--- WHAT NEEDS TO BE DONE ---
The answer must be every line below that contains the string "CallerErrorKind".

--- Records from a data collection ---

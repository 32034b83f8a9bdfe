use std::error::Error as StdError;

use axum::http::StatusCode;
use axum::response::{IntoResponse, Response};

use domain::error::{CallerErrorKind, DomainErrorKind, Error as DomainError};
use log::*;

pub type Result<T> = core::result::Result<T, Error>;

#[derive(Debug)]
pub struct Error(DomainError);

impl StdError for Error {}

impl std::fmt::Display for Error {
    fn fmt(&self, fmt: &mut std::fmt::Formatter) -> core::result::Result<(), std::fmt::Error> {
        write!(fmt, "{self:?}")
    }
}

// Caller mistakes on approve share one body so that unknown codes and empty
// tokens look alike to a probing client.
impl IntoResponse for Error {
    fn into_response(self) -> Response {
        match &self.0.error_kind {
            DomainErrorKind::Caller(caller_error_kind) => match caller_error_kind {
                CallerErrorKind::Unauthenticated => {
                    (StatusCode::UNAUTHORIZED, "UNAUTHORIZED").into_response()
                }
                CallerErrorKind::InvalidUserCode | CallerErrorKind::MissingAccessToken => {
                    (StatusCode::UNPROCESSABLE_ENTITY, "UNPROCESSABLE ENTITY").into_response()
                }
            },
            DomainErrorKind::Internal(internal_error_kind) => {
                match self.0.source() {
                    Some(source) => error!("{internal_error_kind:?}: {source}"),
                    None => error!("{internal_error_kind:?}"),
                }
                (StatusCode::INTERNAL_SERVER_ERROR, "INTERNAL SERVER ERROR").into_response()
            }
        }
    }
}

impl<E> From<E> for Error
where
    E: Into<DomainError>,
{
    fn from(err: E) -> Self {
        Self(err.into())
    }
}
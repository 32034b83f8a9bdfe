//! Typed request bodies for the device flow endpoints.
//!
//! Field names are camelCase on the wire, matching what device clients and the
//! approval page send.

pub(crate) mod device_flow;
use crate::config::Config;
use log::{LevelFilter, SetLoggerError};
use simplelog::{self, ColorChoice, ConfigBuilder, TerminalMode};

/// Modules to filter out from logging when not in Trace mode.
/// These are typically verbose dependencies that clutter normal log output.
const FILTERED_MODULES: &[&str] = &["sqlx", "sea_orm", "tower", "hyper", "axum"];

pub struct Logger {}

impl Logger {
    /// Initializes the global logger with configuration based on the provided Config.
    ///
    /// When the log level is set to Trace, all logs including dependency logs are shown.
    /// For all other log levels, verbose dependency logs are filtered out. Production
    /// writes uncolored lines to stderr so log collectors see plain text.
    pub fn init_logger(config: &Config) -> Result<(), SetLoggerError> {
        let apply_filters = Self::should_filter_dependencies(config.log_level_filter);
        let (terminal_mode, color_choice) = Self::terminal_output(config.is_production());

        simplelog::TermLogger::init(
            Self::convert_level_filter(config.log_level_filter),
            Self::build_log_config(apply_filters),
            terminal_mode,
            color_choice,
        )
    }

    /// Converts log::LevelFilter to simplelog::LevelFilter.
    fn convert_level_filter(level: LevelFilter) -> simplelog::LevelFilter {
        match level {
            LevelFilter::Off => simplelog::LevelFilter::Off,
            LevelFilter::Error => simplelog::LevelFilter::Error,
            LevelFilter::Warn => simplelog::LevelFilter::Warn,
            LevelFilter::Info => simplelog::LevelFilter::Info,
            LevelFilter::Debug => simplelog::LevelFilter::Debug,
            LevelFilter::Trace => simplelog::LevelFilter::Trace,
        }
    }

    fn should_filter_dependencies(level: LevelFilter) -> bool {
        level != LevelFilter::Trace
    }

    fn terminal_output(is_production: bool) -> (TerminalMode, ColorChoice) {
        if is_production {
            (TerminalMode::Stderr, ColorChoice::Never)
        } else {
            (TerminalMode::Mixed, ColorChoice::Auto)
        }
    }

    /// Builds a simplelog Config with optional module filtering.
    fn build_log_config(apply_filters: bool) -> simplelog::Config {
        let mut builder = ConfigBuilder::new();
        builder.set_time_format_rfc3339();

        if apply_filters {
            for module in FILTERED_MODULES {
                builder.add_filter_ignore_str(module);
            }
        }

        builder.build()
    }
}
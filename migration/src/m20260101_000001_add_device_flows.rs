use sea_orm_migration::prelude::*;

#[derive(DeriveMigrationName)]
pub struct Migration;

#[async_trait::async_trait]
impl MigrationTrait for Migration {
    async fn up(&self, manager: &SchemaManager) -> Result<(), DbErr> {
        manager
            .get_connection()
            .execute_unprepared(
                "CREATE TYPE device_auth.device_flow_status AS ENUM ('pending', 'approved', 'consumed', 'expired')",
            )
            .await?;

        manager
            .get_connection()
            .execute_unprepared("ALTER TYPE device_auth.device_flow_status OWNER TO device_auth")
            .await?;

        // Rows are never deleted here; terminal flows stay so their codes keep colliding.
        // access_token is set only between approval and consumption, and may be
        // AES-256-GCM ciphertext written by domain::encryption.
        let create_table_sql = r#"
            CREATE TABLE IF NOT EXISTS device_auth.device_flows (
                id UUID PRIMARY KEY,

                device_code_hash VARCHAR(64) NOT NULL,
                user_code VARCHAR(9) NOT NULL,
                status device_auth.device_flow_status NOT NULL DEFAULT 'pending',

                created_at TIMESTAMPTZ NOT NULL DEFAULT NOW(),
                expires_at TIMESTAMPTZ NOT NULL,
                interval_seconds INTEGER NOT NULL DEFAULT 5,
                last_polled_at TIMESTAMPTZ,

                approved_at TIMESTAMPTZ,
                approved_by_external_id TEXT,
                consumed_at TIMESTAMPTZ,

                access_token TEXT,
                access_token_expires_at BIGINT
            )
        "#;

        manager
            .get_connection()
            .execute_unprepared(create_table_sql)
            .await?;

        manager
            .get_connection()
            .execute_unprepared("ALTER TABLE device_auth.device_flows OWNER TO device_auth")
            .await?;

        manager
            .get_connection()
            .execute_unprepared(
                "CREATE UNIQUE INDEX IF NOT EXISTS idx_device_flows_device_code_hash
                 ON device_auth.device_flows(device_code_hash)",
            )
            .await?;

        manager
            .get_connection()
            .execute_unprepared(
                "CREATE UNIQUE INDEX IF NOT EXISTS idx_device_flows_user_code
                 ON device_auth.device_flows(user_code)",
            )
            .await?;

        // Serves the lapsed-flow sweep
        manager
            .get_connection()
            .execute_unprepared(
                "CREATE INDEX IF NOT EXISTS idx_device_flows_status_expires_at
                 ON device_auth.device_flows(status, expires_at)",
            )
            .await?;

        Ok(())
    }

    async fn down(&self, manager: &SchemaManager) -> Result<(), DbErr> {
        manager
            .get_connection()
            .execute_unprepared("DROP TABLE IF EXISTS device_auth.device_flows")
            .await?;

        manager
            .get_connection()
            .execute_unprepared("DROP TYPE IF EXISTS device_auth.device_flow_status")
            .await?;

        Ok(())
    }
}
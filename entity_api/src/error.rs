//! Error types for entity API
use std::error::Error as StdError;
use std::fmt;

use serde::Serialize;

use sea_orm::error::{DbErr, SqlErr};

/// Errors while executing operations on device flow rows.
/// The intent is to categorize errors into two major types:
///  * Errors related to data. Ex DbError::RecordNotFound or a unique code collision
///  * Errors related to interactions with the database itself. Ex DbError::Conn
#[derive(Debug, PartialEq)]
pub struct Error {
    // Underlying error emitted from seaORM internals
    pub source: Option<DbErr>,
    // Enum representing which category of error
    pub error_kind: EntityApiErrorKind,
}

#[derive(Debug, PartialEq, Serialize)]
pub enum EntityApiErrorKind {
    // Record not found
    RecordNotFound,
    // A unique index rejected the row. Ex a device code hash or user code already in use
    Conflict,
    // Errors related to interactions with the database itself. Ex DbError::Conn
    SystemError,
}

impl fmt::Display for Error {
    fn fmt(&self, f: &mut fmt::Formatter) -> fmt::Result {
        write!(f, "Entity API Error: {:?}", self.error_kind)
    }
}

impl StdError for Error {
    fn source(&self) -> Option<&(dyn StdError + 'static)> {
        self.source.as_ref().map(|e| e as &(dyn StdError + 'static))
    }
}

impl From<DbErr> for Error {
    fn from(err: DbErr) -> Self {
        if let Some(SqlErr::UniqueConstraintViolation(_)) = err.sql_err() {
            return Error {
                source: Some(err),
                error_kind: EntityApiErrorKind::Conflict,
            };
        }

        match err {
            DbErr::RecordNotFound(_) => Error {
                source: Some(err),
                error_kind: EntityApiErrorKind::RecordNotFound,
            },
            _ => Error {
                source: Some(err),
                error_kind: EntityApiErrorKind::SystemError,
            },
        }
    }
}

#[cfg(test)]
mod tests {
    use super::*;

    #[test]
    fn record_not_found_maps_to_record_not_found() {
        let err: Error = DbErr::RecordNotFound("device_flows".to_string()).into();
        assert_eq!(err.error_kind, EntityApiErrorKind::RecordNotFound);
    }

    #[test]
    fn connection_errors_map_to_system_error() {
        let err: Error = DbErr::Custom("connection reset".to_string()).into();
        assert_eq!(err.error_kind, EntityApiErrorKind::SystemError);
        assert!(err.source().is_some());
    }
}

--- SOLVED EXERCISE ---
use domain::error::{CallerErrorKind, DomainErrorKind, Error as DomainError};
                CallerErrorKind::Unauthenticated => {
                CallerErrorKind::InvalidUserCode | CallerErrorKind::MissingAccessToken => {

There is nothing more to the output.